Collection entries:
+ + + +

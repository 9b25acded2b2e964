//! Deterministic RNG wrapper for pedestrian spawning.
//!
//! The same configuration seed always yields the same spawn positions, so
//! detection scenarios are reproducible end to end.  Seeds are mixed with
//! the 64-bit fractional part of the golden ratio, which spreads consecutive
//! child offsets uniformly across the seed space.

use rand::rngs::SmallRng;
use rand::{Rng, SeedableRng};

/// 64-bit fractional golden-ratio constant for seed mixing.
const MIXING_CONSTANT: u64 = 0x9e37_79b9_7f4a_7c15;

/// Seeded RNG for spawn-position selection.
pub struct SpawnRng(SmallRng);

impl SpawnRng {
    pub fn new(seed: u64) -> Self {
        SpawnRng(SmallRng::seed_from_u64(seed))
    }

    /// Derive a child `SpawnRng` with a different seed offset — useful when
    /// several independent spawn streams must stay uncorrelated.
    pub fn child(&mut self, offset: u64) -> SpawnRng {
        let child_seed: u64 = self.0.r#gen::<u64>() ^ offset.wrapping_mul(MIXING_CONSTANT);
        SpawnRng(SmallRng::seed_from_u64(child_seed))
    }

    /// Expose the inner `SmallRng` for use with `rand` distribution types.
    #[inline]
    pub fn inner(&mut self) -> &mut SmallRng {
        &mut self.0
    }

    /// Generate a value uniformly in `range`.
    #[inline]
    pub fn gen_range<T, R>(&mut self, range: R) -> T
    where
        T: rand::distributions::uniform::SampleUniform,
        R: rand::distributions::uniform::SampleRange<T>,
    {
        self.0.gen_range(range)
    }

    /// Choose a random element from a slice.
    /// Returns `None` if the slice is empty.
    #[inline]
    pub fn choose<'a, T>(&mut self, slice: &'a [T]) -> Option<&'a T> {
        use rand::seq::SliceRandom;
        slice.choose(&mut self.0)
    }
}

+ + + +

**To do**
Your answer must be the line with "offset — useful when" and all lines after it through the final line of the entries, copied exactly and with nothing added.

**Response area**
    /// Derive a child `SpawnRng` with a different seed offset — useful when
    /// several independent spawn streams must stay uncorrelated.
    pub fn child(&mut self, offset: u64) -> SpawnRng {
        let child_seed: u64 = self.0.r#gen::<u64>() ^ offset.wrapping_mul(MIXING_CONSTANT);
        SpawnRng(SmallRng::seed_from_u64(child_seed))
    }

    /// Expose the inner `SmallRng` for use with `rand` distribution types.
    #[inline]
    pub fn inner(&mut self) -> &mut SmallRng {
        &mut self.0
    }

    /// Generate a value uniformly in `range`.
    #[inline]
    pub fn gen_range<T, R>(&mut self, range: R) -> T
    where
        T: rand::distributions::uniform::SampleUniform,
        R: rand::distributions::uniform::SampleRange<T>,
    {
        self.0.gen_range(range)
    }

    /// Choose a random element from a slice.
    /// Returns `None` if the slice is empty.
    #[inline]
    pub fn choose<'a, T>(&mut self, slice: &'a [T]) -> Option<&'a T> {
        use rand::seq::SliceRandom;
        slice.choose(&mut self.0)
    }
}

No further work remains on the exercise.